(GIVEN INFORMATION Opens)

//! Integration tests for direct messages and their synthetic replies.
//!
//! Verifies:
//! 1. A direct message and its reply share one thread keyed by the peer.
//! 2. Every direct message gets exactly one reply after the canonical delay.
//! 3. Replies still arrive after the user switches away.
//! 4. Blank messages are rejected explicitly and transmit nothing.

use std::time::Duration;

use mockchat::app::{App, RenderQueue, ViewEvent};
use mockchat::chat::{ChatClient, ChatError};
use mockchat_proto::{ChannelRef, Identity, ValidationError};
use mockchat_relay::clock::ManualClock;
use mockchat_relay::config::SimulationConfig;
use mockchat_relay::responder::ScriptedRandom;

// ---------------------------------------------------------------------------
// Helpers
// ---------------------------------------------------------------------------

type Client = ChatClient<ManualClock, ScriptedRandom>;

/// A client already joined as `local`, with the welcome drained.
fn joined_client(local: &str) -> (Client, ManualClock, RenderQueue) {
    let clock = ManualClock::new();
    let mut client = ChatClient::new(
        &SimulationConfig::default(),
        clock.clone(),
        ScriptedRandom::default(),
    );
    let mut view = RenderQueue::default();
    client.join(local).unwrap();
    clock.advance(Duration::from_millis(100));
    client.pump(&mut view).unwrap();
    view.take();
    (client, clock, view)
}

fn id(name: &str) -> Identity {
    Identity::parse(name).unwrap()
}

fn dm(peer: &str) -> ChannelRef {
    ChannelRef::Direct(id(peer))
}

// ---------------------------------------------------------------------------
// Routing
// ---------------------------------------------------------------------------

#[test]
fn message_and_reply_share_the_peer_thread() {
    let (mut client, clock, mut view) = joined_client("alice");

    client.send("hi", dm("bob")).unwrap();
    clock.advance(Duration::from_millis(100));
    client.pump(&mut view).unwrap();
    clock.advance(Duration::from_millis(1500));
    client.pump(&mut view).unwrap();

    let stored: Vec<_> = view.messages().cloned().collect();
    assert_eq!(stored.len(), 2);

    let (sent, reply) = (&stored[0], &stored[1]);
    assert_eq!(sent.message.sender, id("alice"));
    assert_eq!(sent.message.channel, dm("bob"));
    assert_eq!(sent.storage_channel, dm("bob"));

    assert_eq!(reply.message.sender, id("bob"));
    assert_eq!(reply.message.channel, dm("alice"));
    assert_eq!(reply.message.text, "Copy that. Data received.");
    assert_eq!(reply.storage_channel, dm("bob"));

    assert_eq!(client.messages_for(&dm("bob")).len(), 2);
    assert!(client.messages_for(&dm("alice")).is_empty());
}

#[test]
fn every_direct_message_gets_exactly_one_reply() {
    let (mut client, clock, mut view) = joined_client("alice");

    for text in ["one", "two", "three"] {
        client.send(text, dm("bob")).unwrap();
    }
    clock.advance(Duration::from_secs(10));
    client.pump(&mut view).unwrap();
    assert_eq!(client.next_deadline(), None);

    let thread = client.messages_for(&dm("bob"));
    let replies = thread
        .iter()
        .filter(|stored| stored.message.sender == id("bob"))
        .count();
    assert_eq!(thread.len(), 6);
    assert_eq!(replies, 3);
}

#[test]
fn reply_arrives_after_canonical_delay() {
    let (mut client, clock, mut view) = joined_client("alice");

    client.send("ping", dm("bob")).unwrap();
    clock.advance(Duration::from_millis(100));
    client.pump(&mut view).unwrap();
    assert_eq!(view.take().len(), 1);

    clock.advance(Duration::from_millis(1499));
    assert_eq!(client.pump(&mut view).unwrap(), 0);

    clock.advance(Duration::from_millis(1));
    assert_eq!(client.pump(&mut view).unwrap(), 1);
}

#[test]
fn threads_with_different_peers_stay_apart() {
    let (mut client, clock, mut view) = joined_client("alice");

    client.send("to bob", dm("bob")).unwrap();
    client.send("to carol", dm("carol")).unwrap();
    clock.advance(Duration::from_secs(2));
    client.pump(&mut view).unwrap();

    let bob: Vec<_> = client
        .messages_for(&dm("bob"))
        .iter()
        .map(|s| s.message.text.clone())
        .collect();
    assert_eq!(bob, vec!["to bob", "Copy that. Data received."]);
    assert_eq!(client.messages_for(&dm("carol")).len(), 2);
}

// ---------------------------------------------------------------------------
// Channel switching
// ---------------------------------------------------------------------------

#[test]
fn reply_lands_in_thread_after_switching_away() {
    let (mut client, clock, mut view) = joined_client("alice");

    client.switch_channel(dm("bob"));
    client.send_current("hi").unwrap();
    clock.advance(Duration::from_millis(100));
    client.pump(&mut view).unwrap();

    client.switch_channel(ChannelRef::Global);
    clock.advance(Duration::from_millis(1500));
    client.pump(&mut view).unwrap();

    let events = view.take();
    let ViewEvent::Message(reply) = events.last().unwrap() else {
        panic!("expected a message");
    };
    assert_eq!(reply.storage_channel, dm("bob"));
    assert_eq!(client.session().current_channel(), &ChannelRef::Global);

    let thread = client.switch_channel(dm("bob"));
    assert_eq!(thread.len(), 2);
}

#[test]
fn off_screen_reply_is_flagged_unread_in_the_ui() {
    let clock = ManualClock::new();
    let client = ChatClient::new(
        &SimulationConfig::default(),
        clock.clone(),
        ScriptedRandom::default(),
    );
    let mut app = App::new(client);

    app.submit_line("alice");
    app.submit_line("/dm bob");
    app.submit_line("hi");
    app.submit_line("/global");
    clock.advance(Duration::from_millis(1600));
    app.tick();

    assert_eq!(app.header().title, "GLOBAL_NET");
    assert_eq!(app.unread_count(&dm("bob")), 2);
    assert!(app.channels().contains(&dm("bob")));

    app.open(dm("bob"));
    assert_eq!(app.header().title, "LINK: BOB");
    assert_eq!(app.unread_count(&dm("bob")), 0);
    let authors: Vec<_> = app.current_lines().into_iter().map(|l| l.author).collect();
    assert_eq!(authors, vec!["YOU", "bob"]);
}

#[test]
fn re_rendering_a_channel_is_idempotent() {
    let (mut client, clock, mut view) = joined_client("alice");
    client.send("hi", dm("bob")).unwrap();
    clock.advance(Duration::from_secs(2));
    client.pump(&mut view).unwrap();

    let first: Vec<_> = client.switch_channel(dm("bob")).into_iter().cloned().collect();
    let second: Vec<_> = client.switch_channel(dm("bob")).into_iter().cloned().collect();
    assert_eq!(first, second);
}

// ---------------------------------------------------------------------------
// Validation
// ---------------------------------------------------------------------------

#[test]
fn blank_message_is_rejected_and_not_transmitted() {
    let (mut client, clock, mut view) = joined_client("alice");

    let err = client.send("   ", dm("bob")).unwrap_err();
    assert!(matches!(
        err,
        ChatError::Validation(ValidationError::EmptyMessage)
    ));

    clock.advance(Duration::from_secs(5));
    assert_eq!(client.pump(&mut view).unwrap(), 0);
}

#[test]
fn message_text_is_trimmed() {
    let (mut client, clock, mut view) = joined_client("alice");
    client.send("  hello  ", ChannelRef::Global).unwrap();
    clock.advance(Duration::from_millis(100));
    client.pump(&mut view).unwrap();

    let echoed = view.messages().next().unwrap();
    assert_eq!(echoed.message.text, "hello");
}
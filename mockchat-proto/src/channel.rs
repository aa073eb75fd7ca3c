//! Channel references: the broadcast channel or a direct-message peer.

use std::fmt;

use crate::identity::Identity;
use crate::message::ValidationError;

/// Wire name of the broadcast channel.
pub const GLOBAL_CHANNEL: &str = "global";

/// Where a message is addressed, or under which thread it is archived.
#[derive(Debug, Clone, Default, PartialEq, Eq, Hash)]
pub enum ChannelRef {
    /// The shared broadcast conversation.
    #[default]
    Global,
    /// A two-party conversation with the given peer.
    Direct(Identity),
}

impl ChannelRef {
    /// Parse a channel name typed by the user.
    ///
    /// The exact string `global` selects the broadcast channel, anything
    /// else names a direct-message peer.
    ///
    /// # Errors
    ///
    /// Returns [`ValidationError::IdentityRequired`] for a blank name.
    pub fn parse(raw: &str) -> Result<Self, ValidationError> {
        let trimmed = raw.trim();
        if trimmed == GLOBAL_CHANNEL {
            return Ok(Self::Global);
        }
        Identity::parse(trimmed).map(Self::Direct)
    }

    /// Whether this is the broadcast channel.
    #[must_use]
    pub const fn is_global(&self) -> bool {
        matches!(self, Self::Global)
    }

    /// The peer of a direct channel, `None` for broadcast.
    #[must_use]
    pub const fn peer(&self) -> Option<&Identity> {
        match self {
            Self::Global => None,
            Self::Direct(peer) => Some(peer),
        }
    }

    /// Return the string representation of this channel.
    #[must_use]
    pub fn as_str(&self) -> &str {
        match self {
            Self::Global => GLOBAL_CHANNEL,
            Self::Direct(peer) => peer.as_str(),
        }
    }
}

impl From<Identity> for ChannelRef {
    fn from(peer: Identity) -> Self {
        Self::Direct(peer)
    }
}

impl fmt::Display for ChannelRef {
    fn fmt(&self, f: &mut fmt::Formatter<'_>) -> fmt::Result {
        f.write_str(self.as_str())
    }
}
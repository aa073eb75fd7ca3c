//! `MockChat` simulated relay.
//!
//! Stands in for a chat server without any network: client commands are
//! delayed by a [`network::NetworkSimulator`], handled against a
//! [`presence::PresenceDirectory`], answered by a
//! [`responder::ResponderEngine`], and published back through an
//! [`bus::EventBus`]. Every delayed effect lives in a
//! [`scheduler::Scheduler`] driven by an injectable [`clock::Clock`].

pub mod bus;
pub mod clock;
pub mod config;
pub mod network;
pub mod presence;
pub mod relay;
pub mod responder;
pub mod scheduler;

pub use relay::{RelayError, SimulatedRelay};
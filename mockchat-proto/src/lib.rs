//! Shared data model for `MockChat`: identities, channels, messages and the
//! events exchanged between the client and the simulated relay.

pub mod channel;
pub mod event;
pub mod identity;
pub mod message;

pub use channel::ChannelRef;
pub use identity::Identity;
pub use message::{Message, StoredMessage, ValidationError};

(GIVEN INFORMATION Closes)

Only one stretch is wanted, so please give again exactly the lines from the start of the data through the line containing "fn joined_client(local: &str)", both ends included.

//! Integration tests for direct messages and their synthetic replies.
//!
//! Verifies:
//! 1. A direct message and its reply share one thread keyed by the peer.
//! 2. Every direct message gets exactly one reply after the canonical delay.
//! 3. Replies still arrive after the user switches away.
//! 4. Blank messages are rejected explicitly and transmit nothing.

use std::time::Duration;

use mockchat::app::{App, RenderQueue, ViewEvent};
use mockchat::chat::{ChatClient, ChatError};
use mockchat_proto::{ChannelRef, Identity, ValidationError};
use mockchat_relay::clock::ManualClock;
use mockchat_relay::config::SimulationConfig;
use mockchat_relay::responder::ScriptedRandom;

// ---------------------------------------------------------------------------
// Helpers
// ---------------------------------------------------------------------------

type Client = ChatClient<ManualClock, ScriptedRandom>;

/// A client already joined as `local`, with the welcome drained.
fn joined_client(local: &str) -> (Client, ManualClock, RenderQueue) {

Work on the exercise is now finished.